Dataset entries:
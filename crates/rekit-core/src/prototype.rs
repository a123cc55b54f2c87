//! Entity factories keyed by name.
//!
//! A [`Prototype`] is a long-lived template that builds fresh entities from
//! a spawn position and a list of free-form option strings. Options are
//! positional and interpreted by each prototype; a missing or malformed
//! option never fails a spawn, it falls back to the documented default and
//! logs a warning.
//!
//! # Example
//!
//! ```
//! use std::sync::Arc;
//! use glam::Vec2;
//! use rekit_core::config::GameConfig;
//! use rekit_core::prototype::PrototypeRegistry;
//!
//! let mut registry = PrototypeRegistry::with_defaults(Arc::new(GameConfig::default()), 7);
//! assert_eq!(registry.names(), vec!["canon", "health_pickup", "piston"]);
//!
//! let piston = registry
//!     .spawn("piston", Vec2::new(3.0, 1.0), &["2".into(), "banana".into()])
//!     .unwrap();
//! assert_eq!(piston.core().kind(), "piston");
//! assert!(registry.spawn("dragon", Vec2::ZERO, &[]).is_err());
//! ```

use std::collections::HashMap;
use std::fmt;
use std::sync::Arc;

use glam::Vec2;
use rand::{Rng, SeedableRng};
use rand_chacha::ChaCha8Rng;
use rekit_state::Interval;
use tracing::{debug, warn};

use crate::config::GameConfig;
use crate::enemies::{CanonPrototype, PistonPrototype};
use crate::entity::Entity;
use crate::error::FactoryError;
use crate::pickups::HealthPickupPrototype;

/// Wildcard option value asking for a random pick.
pub const RANDOM_OPTION: &str = "?";

/// A template producing entities of one kind.
pub trait Prototype: Send {
    /// Registry name.
    fn name(&self) -> &'static str;

    /// Builds a new entity at `start`.
    ///
    /// # Errors
    ///
    /// Returns [`FactoryError::Construction`] only if the configuration the
    /// prototype was built with cannot produce a valid state machine.
    /// Malformed options are not errors.
    fn create(&mut self, start: Vec2, options: &[String]) -> Result<Box<dyn Entity>, FactoryError>;

    /// Restarts the prototype's random stream from `seed`. Prototypes
    /// without randomness ignore it.
    fn reseed(&mut self, _seed: u64) {}
}

// =============================================================================
// Option parsing
// =============================================================================

/// Positional view of spawn options with logged fallbacks.
#[derive(Debug, Clone, Copy)]
pub struct SpawnOptions<'a> {
    prototype: &'static str,
    options: &'a [String],
}

impl<'a> SpawnOptions<'a> {
    /// Wraps the options of one spawn of `prototype`.
    #[must_use]
    pub fn new(prototype: &'static str, options: &'a [String]) -> Self {
        Self { prototype, options }
    }

    /// The trimmed option at `index`, or `None` if absent or blank.
    #[must_use]
    pub fn raw(&self, index: usize) -> Option<&'a str> {
        self.options
            .get(index)
            .map(|s| s.trim())
            .filter(|s| !s.is_empty())
    }

    /// Parses an integer option.
    #[must_use]
    pub fn int_or(&self, index: usize, name: &'static str, default: i64) -> i64 {
        match self.raw(index) {
            None => default,
            Some(raw) => raw.parse().unwrap_or_else(|_| {
                self.fallback(name, raw, default);
                default
            }),
        }
    }

    /// Resolves a value of `interval` from a fraction in `[0, 1]`.
    /// [`RANDOM_OPTION`] samples the interval with `rng`; absent or
    /// malformed fractions use `default`.
    pub fn interval_or<R: Rng + ?Sized>(
        &self,
        index: usize,
        name: &'static str,
        interval: Interval,
        default: f32,
        rng: &mut R,
    ) -> f32 {
        match self.raw(index) {
            None => interval.at(default),
            Some(RANDOM_OPTION) => interval.sample(rng),
            Some(raw) => match raw.parse::<f32>() {
                Ok(value) if (0.0..=1.0).contains(&value) => interval.at(value),
                _ => {
                    self.fallback(name, raw, default);
                    interval.at(default)
                }
            },
        }
    }

    /// Logs that option `name` was replaced by `default`.
    pub fn fallback(&self, name: &'static str, raw: &str, default: impl fmt::Display) {
        warn!(
            prototype = self.prototype,
            option = name,
            value = raw,
            %default,
            "malformed spawn option, using default"
        );
    }
}

// =============================================================================
// PrototypeRegistry
// =============================================================================

/// Name-indexed collection of prototypes.
#[derive(Default)]
pub struct PrototypeRegistry {
    prototypes: HashMap<&'static str, Box<dyn Prototype>>,
    seed: u64,
}

impl PrototypeRegistry {
    /// Creates an empty registry.
    #[must_use]
    pub fn new() -> Self {
        Self::default()
    }

    /// Registry with the stock piston, canon and health pickup.
    ///
    /// Each prototype gets its own random stream derived from `seed`, so a
    /// level spawned twice with the same seed is identical.
    #[must_use]
    pub fn with_defaults(config: Arc<GameConfig>, seed: u64) -> Self {
        let mut registry = Self::new();
        registry.register(Box::new(PistonPrototype::new(
            Arc::clone(&config),
            ChaCha8Rng::seed_from_u64(seed),
        )));
        registry.register(Box::new(CanonPrototype::new(Arc::clone(&config))));
        registry.register(Box::new(HealthPickupPrototype::new(config)));
        registry.reseed(seed);
        registry
    }

    /// Seed the random streams were last started from.
    #[must_use]
    pub fn seed(&self) -> u64 {
        self.seed
    }

    /// Restarts every prototype's random stream from a seed derived from
    /// `seed` and the prototype's name order.
    pub fn reseed(&mut self, seed: u64) {
        let mut seeds = ChaCha8Rng::seed_from_u64(seed);
        for name in self.names() {
            if let Some(prototype) = self.prototypes.get_mut(name) {
                prototype.reseed(seeds.gen());
            }
        }
        self.seed = seed;
        debug!(seed, prototypes = self.prototypes.len(), "reseeded prototypes");
    }

    /// Restarts every random stream from the current seed, so the next
    /// spawns repeat the ones made since the last reseed.
    pub fn rewind(&mut self) {
        self.reseed(self.seed);
    }

    /// Adds `prototype`, replacing any prototype with the same name.
    pub fn register(&mut self, prototype: Box<dyn Prototype>) {
        if let Some(previous) = self.prototypes.insert(prototype.name(), prototype) {
            warn!(name = previous.name(), "replaced registered prototype");
        }
    }

    /// Builds an entity from the prototype called `name`.
    ///
    /// # Errors
    ///
    /// Returns [`FactoryError::UnknownPrototype`] if nothing is registered
    /// under `name`, or the prototype's own construction error.
    pub fn spawn(
        &mut self,
        name: &str,
        start: Vec2,
        options: &[String],
    ) -> Result<Box<dyn Entity>, FactoryError> {
        self.prototypes
            .get_mut(name)
            .ok_or_else(|| FactoryError::UnknownPrototype(name.to_string()))?
            .create(start, options)
    }

    /// Returns `true` if `name` is registered.
    #[must_use]
    pub fn contains(&self, name: &str) -> bool {
        self.prototypes.contains_key(name)
    }

    /// Registered names, sorted.
    #[must_use]
    pub fn names(&self) -> Vec<&'static str> {
        let mut names: Vec<_> = self.prototypes.keys().copied().collect();
        names.sort_unstable();
        names
    }

    /// Number of registered prototypes.
    #[must_use]
    pub fn len(&self) -> usize {
        self.prototypes.len()
    }

    /// Returns `true` if nothing is registered.
    #[must_use]
    pub fn is_empty(&self) -> bool {
        self.prototypes.is_empty()
    }
}

impl fmt::Debug for PrototypeRegistry {
    fn fmt(&self, f: &mut fmt::Formatter<'_>) -> fmt::Result {
        f.debug_struct("PrototypeRegistry")
            .field("names", &self.names())
            .finish()
    }
}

PROBLEM
Give back, exactly as written, the stretch from the line with "fresh entities from" through the line with "missing or malformed", and no other lines from the records above.

RESULT OF THIS EXERCISE
//! A [`Prototype`] is a long-lived template that builds fresh entities from
//! a spawn position and a list of free-form option strings. Options are
//! positional and interpreted by each prototype; a missing or malformed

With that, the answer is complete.